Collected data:

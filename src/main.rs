//! Luck Center Back binary entrypoint wiring REST, SSE and the preference store.

use std::{env, net::SocketAddr};

use anyhow::Context;
use axum::Router;
use tokio::net::TcpListener;
use tower_http::{cors::CorsLayer, trace::TraceLayer};
use tracing::{info, warn};
use tracing_subscriber::{layer::SubscriberExt, util::SubscriberInitExt};

use luck_center_back::{
    config::AppConfig,
    dao::preference_store::open_or_memory,
    routes,
    services::{health_service, wheel_service},
    state::{AppState, SharedState},
};

#[tokio::main]
async fn main() -> anyhow::Result<()> {
    init_tracing();

    let config = AppConfig::load();
    let opened = open_or_memory(config.storage_path.clone()).await;
    let app_state = AppState::new(config, opened.store);
    if let Some(reason) = opened.fallback_reason {
        health_service::enter_degraded(&app_state, &reason);
    }

    wheel_service::restore(&app_state).await;

    // Build the HTTP router once the shared state is ready.
    let app = build_router(app_state);

    let port = env::var("PORT")
        .or_else(|_| env::var("SERVER_PORT"))
        .ok()
        .and_then(|value| value.parse::<u16>().ok())
        .unwrap_or(8080);

    let addr = SocketAddr::from(([0, 0, 0, 0], port));
    info!(%addr, "starting server");

    let listener = TcpListener::bind(addr).await.context("binding server")?;
    let service = app.into_make_service();
    axum::serve(listener, service)
        .with_graceful_shutdown(shutdown_signal())
        .await
        .context("serving axum")?;

    Ok(())
}

/// Build the top-level router and attach cross-cutting middleware layers.
fn build_router(state: SharedState) -> Router<()> {
    routes::router(state)
        .layer(CorsLayer::permissive())
        .layer(TraceLayer::new_for_http())
}

/// Configure tracing subscribers so logs include spans by default.
fn init_tracing() {
    let env_filter = tracing_subscriber::EnvFilter::try_from_default_env()
        .unwrap_or_else(|_| "info,tower_http=debug".into());
    tracing_subscriber::registry()
        .with(env_filter)
        .with(tracing_subscriber::fmt::layer())
        .init();
}

/// Wait for Ctrl+C or SIGTERM and shut the server down gracefully.
async fn shutdown_signal() {
    #[cfg(unix)]
    {
        use tokio::signal::unix::{SignalKind, signal};

        match signal(SignalKind::terminate()) {
            Ok(mut term) => {
                tokio::select! {
                    _ = tokio::signal::ctrl_c() => {},
                    _ = term.recv() => {},
                }
            }
            Err(err) => {
                warn!(error = %err, "failed to install SIGTERM handler; waiting for Ctrl+C");
                let _ = tokio::signal::ctrl_c().await;
            }
        }
    }

    #[cfg(not(unix))]
    {
        let _ = tokio::signal::ctrl_c().await;
    }
}
use std::time::SystemTime;
use time::{OffsetDateTime, format_description::well_known::Rfc3339};

/// Shapes shared by several endpoints.
pub mod common;
/// Health check payload.
pub mod health;
/// Theme preference payloads.
pub mod preferences;
/// SSE event payloads.
pub mod sse;
/// Team generator payloads.
pub mod teams;
/// Wheel payloads.
pub mod wheel;

fn format_system_time(time: SystemTime) -> String {
    OffsetDateTime::from(time)
        .format(&Rfc3339)
        .unwrap_or_else(|_| "invalid-timestamp".into())
}
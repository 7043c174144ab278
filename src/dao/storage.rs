use std::error::Error;
use thiserror::Error;

/// Result alias for preference store operations.
pub type StorageResult<T> = Result<T, StorageError>;

type BoxedSource = Box<dyn Error + Send + Sync>;

/// Failure of a preference backend, whatever medium it keeps the values in.
///
/// Callers only distinguish "the store answered" from "it did not"; the backend error
/// stays reachable through [`Error::source`] for logging.
#[derive(Debug, Error)]
pub enum StorageError {
    #[error("preference store unavailable: {message}")]
    Unavailable {
        message: String,
        #[source]
        source: BoxedSource,
    },
}

impl StorageError {
    /// Wrap a backend failure.
    pub fn unavailable(message: String, source: impl Error + Send + Sync + 'static) -> Self {
        StorageError::Unavailable {
            message,
            source: Box::new(source),
        }
    }
}

#[cfg(test)]
mod tests {
    use std::io;

    use super::*;

    #[test]
    fn backend_error_is_kept_as_source() {
        let err = StorageError::unavailable(
            "disk full".into(),
            io::Error::new(io::ErrorKind::StorageFull, "no space left"),
        );
        assert_eq!(err.to_string(), "preference store unavailable: disk full");
        assert_eq!(
            err.source().map(ToString::to_string).as_deref(),
            Some("no space left")
        );
    }
}
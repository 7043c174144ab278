use serde::{Deserialize, Serialize};
use utoipa::ToSchema;

use crate::state::draw::Point;

/// Screen coordinate supplied by the page (CSS pixels).
#[derive(Debug, Clone, Copy, Default, PartialEq, Serialize, Deserialize, ToSchema)]
pub struct PointDto {
    /// Horizontal offset from the left edge.
    pub x: f64,
    /// Vertical offset from the top edge.
    pub y: f64,
}

impl From<PointDto> for Point {
    fn from(value: PointDto) -> Self {
        Self {
            x: value.x,
            y: value.y,
        }
    }
}

impl From<Point> for PointDto {
    fn from(value: Point) -> Self {
        Self {
            x: value.x,
            y: value.y,
        }
    }
}

/// Generic action acknowledgement.
#[derive(Debug, Serialize, ToSchema)]
pub struct ActionResponse {
    /// Human-readable outcome.
    pub message: String,
}

impl ActionResponse {
    /// Acknowledge with `message`.
    pub fn new(message: impl Into<String>) -> Self {
        Self {
            message: message.into(),
        }
    }
}
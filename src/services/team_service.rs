//! Team generator: validation, the staged draw task and the manual roster edits.

use std::time::Duration;

use tokio::sync::watch;
use tracing::{debug, info};

use crate::{
    dto::{
        common::ActionResponse,
        teams::{
            DrawStartedResponse, GenerateTeamsRequest, MoveMemberRequest, RosterPreviewRequest,
            RosterPreviewResponse, SampleRosterResponse, TeamsResponse, team_summaries,
        },
    },
    error::ServiceError,
    services::{cues::Cue, sse_events},
    state::{
        SharedState, TeamBoard,
        activity::ActivityTicket,
        draw::{DrawAnimator, DrawEvent, DrawObserver, DrawOutcome, DrawPlan, Point},
        teams::{self, SAMPLE_PLAYERS, Team, TeamError},
    },
};

/// Current teams and whether a draw is still revealing them.
pub async fn get_teams(state: &SharedState) -> TeamsResponse {
    let board = state.teams().read().await;
    TeamsResponse {
        teams: team_summaries(&board.teams),
        drawing: board.draw_id.is_some(),
    }
}

/// Sample roster, one player per line.
pub fn sample_roster() -> SampleRosterResponse {
    SampleRosterResponse {
        players: SAMPLE_PLAYERS.join("\n"),
    }
}

/// Counters shown next to the roster input.
pub fn preview(request: RosterPreviewRequest) -> RosterPreviewResponse {
    let team_count = usize::try_from(request.team_count).unwrap_or(0);
    teams::roster_preview(&request.players, team_count).into()
}

/// Validate the roster, decide the assignment and start revealing it in the background.
pub async fn generate(
    state: &SharedState,
    request: GenerateTeamsRequest,
) -> Result<DrawStartedResponse, ServiceError> {
    let team_count = parse_team_count(request.team_count)?;
    let players = teams::parse_players(&request.players);
    if players.len() < team_count {
        return Err(TeamError::InsufficientInput {
            players: players.len(),
            teams: team_count,
        }
        .into());
    }

    let ticket = state.draw_gate().try_begin()?;

    let assignment = teams::assign(&players, team_count, &request.team_names)?;
    let plan = DrawPlan::from_assignment(&assignment)?;
    let draw_id = plan.id;
    let total = plan.len();

    let (cancel_tx, cancel_rx) = watch::channel(false);
    {
        let mut board = state.teams().write().await;
        board.teams = plan.teams.clone();
        board.draw_id = Some(draw_id);
    }
    state.draw_cancel().lock().await.replace(cancel_tx);

    info!(%draw_id, team_count, players = total, "team draw started");
    state.cues().play_cue(Cue::Whoosh);
    sse_events::broadcast_draw_started(state, draw_id, total, &plan.teams);

    let timings = state.config().draw;
    let estimated_duration_ms = estimated_duration_ms(timings.per_step(), total);
    let animator = DrawAnimator::new(timings).with_cancellation(cancel_rx);
    let source = request.source.map(Point::from).unwrap_or_default();
    tokio::spawn(run_draw(state.clone(), animator, plan, source, ticket));

    Ok(DrawStartedResponse {
        draw_id,
        total,
        team_count,
        estimated_duration_ms,
    })
}

fn estimated_duration_ms(per_step: Duration, steps: usize) -> u64 {
    u64::try_from(per_step.as_millis())
        .unwrap_or(u64::MAX)
        .saturating_mul(u64::try_from(steps).unwrap_or(u64::MAX))
}

fn parse_team_count(raw: i64) -> Result<usize, TeamError> {
    usize::try_from(raw)
        .ok()
        .filter(|count| *count > 0)
        .ok_or_else(|| {
            TeamError::InvalidConfiguration(format!("team count must be at least 1, got {raw}"))
        })
}

/// Publishes every suspension point of the draw and mirrors commits into the board.
struct BroadcastObserver {
    state: SharedState,
}

impl DrawObserver for BroadcastObserver {
    async fn flight_started(&mut self, event: &DrawEvent) {
        sse_events::broadcast_draw_flight(&self.state, event);
    }

    async fn arrived(&mut self, event: &DrawEvent) {
        sse_events::broadcast_draw_arrived(&self.state, event);
    }

    async fn committed(&mut self, event: &DrawEvent, teams: &[Team]) {
        self.state.teams().write().await.teams = teams.to_vec();
        debug!(draw_id = %event.draw_id, step = event.step, player = %event.player, "player revealed");
        sse_events::broadcast_draw_committed(&self.state, event, teams);
    }
}

async fn run_draw(
    state: SharedState,
    animator: DrawAnimator,
    plan: DrawPlan,
    source: Point,
    ticket: ActivityTicket,
) {
    let draw_id = plan.id;
    let total = plan.len();
    let mut observer = BroadcastObserver {
        state: state.clone(),
    };

    let outcome = animator.animate(plan, source, &mut observer).await;
    let (committed, cancelled) = match &outcome {
        DrawOutcome::Completed(_) => (total, false),
        DrawOutcome::Cancelled { committed, .. } => (*committed, true),
    };

    {
        let mut board = state.teams().write().await;
        board.teams = outcome.teams().to_vec();
        board.draw_id = None;
    }
    state.draw_cancel().lock().await.take();

    sse_events::broadcast_draw_finished(
        &state,
        draw_id,
        committed,
        total,
        outcome.teams(),
        cancelled,
    );
    info!(%draw_id, committed, total, cancelled, "team draw finished");
    drop(ticket);
}

/// Ask the running draw to stop before its next step.
pub async fn cancel_draw(state: &SharedState) -> Result<ActionResponse, ServiceError> {
    let guard = state.draw_cancel().lock().await;
    let Some(cancel) = guard.as_ref() else {
        return Err(ServiceError::InvalidState("no team draw in progress".into()));
    };
    // The draw may have just finished; that is not an error for the caller.
    let _ = cancel.send(true);
    info!("team draw cancellation requested");
    Ok(ActionResponse::new("draw cancellation requested"))
}

/// Move one member to the end of another team.
pub async fn move_member(
    state: &SharedState,
    request: MoveMemberRequest,
) -> Result<TeamsResponse, ServiceError> {
    edit_teams(state, |roster| {
        let player = teams::move_member(
            roster,
            request.from_team,
            request.from_index,
            request.to_team,
        )?;
        debug!(
            %player,
            from_team = request.from_team,
            to_team = request.to_team,
            "member moved"
        );
        Ok(())
    })
    .await
}

/// Remove exactly one member.
pub async fn remove_member(
    state: &SharedState,
    team_index: usize,
    member_index: usize,
) -> Result<TeamsResponse, ServiceError> {
    let response = edit_teams(state, |roster| {
        let player = teams::remove_member(roster, team_index, member_index)?;
        debug!(%player, team_index, "member removed");
        Ok(())
    })
    .await?;
    state.cues().play_cue(Cue::Click);
    Ok(response)
}

/// Discard every team.
pub async fn reset(state: &SharedState) -> Result<TeamsResponse, ServiceError> {
    let response = edit_teams(state, |roster| {
        roster.clear();
        Ok(())
    })
    .await?;
    info!("teams reset");
    Ok(response)
}

/// Apply a manual edit while no draw is running, then publish the result.
async fn edit_teams<F>(state: &SharedState, edit: F) -> Result<TeamsResponse, ServiceError>
where
    F: FnOnce(&mut Vec<Team>) -> Result<(), TeamError>,
{
    let teams = {
        let mut board = state.teams().write().await;
        ensure_idle(state, &board)?;
        edit(&mut board.teams)?;
        board.teams.clone()
    };

    sse_events::broadcast_teams_updated(state, &teams);
    Ok(TeamsResponse {
        teams: team_summaries(&teams),
        drawing: false,
    })
}

fn ensure_idle(state: &SharedState, board: &TeamBoard) -> Result<(), ServiceError> {
    if board.draw_id.is_some() || state.draw_gate().is_busy() {
        return Err(ServiceError::Busy(
            "teams cannot be edited while a draw is in progress".into(),
        ));
    }
    Ok(())
}
use tracing::warn;

use crate::{
    dto::health::HealthResponse,
    services::{sse_events, sse_service},
    state::SharedState,
};

/// Report the store health along with the activity flags, logging connectivity issues.
pub async fn health_status(state: &SharedState) -> HealthResponse {
    let storage_ok = match state.store().health_check().await {
        Ok(()) => true,
        Err(err) => {
            warn!(error = %err, "preference store health check failed");
            false
        }
    };

    let drawing = state.draw_gate().is_busy();
    let spinning = state.spin_gate().is_busy();
    if storage_ok && !state.is_degraded() {
        HealthResponse::ok(drawing, spinning)
    } else {
        HealthResponse::degraded(drawing, spinning)
    }
}

/// Flag the backend as degraded and tell connected pages why.
pub fn enter_degraded(state: &SharedState, reason: &str) {
    if !state.set_degraded(true) {
        return;
    }

    warn!(reason, "entering degraded mode");
    sse_events::broadcast_system_status(state, true);
    sse_service::broadcast_info(state.public_sse(), reason);
}

#[cfg(test)]
mod tests {
    use std::sync::Arc;

    use super::*;
    use crate::{config::AppConfig, dao::preference_store::MemoryStore, state::AppState};

    #[tokio::test]
    async fn degraded_flag_overrides_a_healthy_store() {
        let state = AppState::new(AppConfig::default(), Arc::new(MemoryStore::new()));
        assert_eq!(health_status(&state).await.status, "ok");

        let mut events = state.public_sse().subscribe();
        enter_degraded(&state, "preferences kept in memory");
        enter_degraded(&state, "preferences kept in memory");

        assert!(state.is_degraded());
        assert_eq!(health_status(&state).await.status, "degraded");

        let status = events.recv().await.unwrap();
        assert_eq!(status.event.as_deref(), Some("system.status"));
        assert_eq!(status.data, r#"{"degraded":true}"#);
        let info = events.recv().await.unwrap();
        assert_eq!(info.event.as_deref(), Some("info"));
        assert_eq!(info.data, "preferences kept in memory");
        assert!(events.try_recv().is_err());
    }
}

EXERCISE DIRECTIONS: Each line of the records above that includes the string "axum" should be counted. Report the total alone.

SOLVED EXERCISE: 3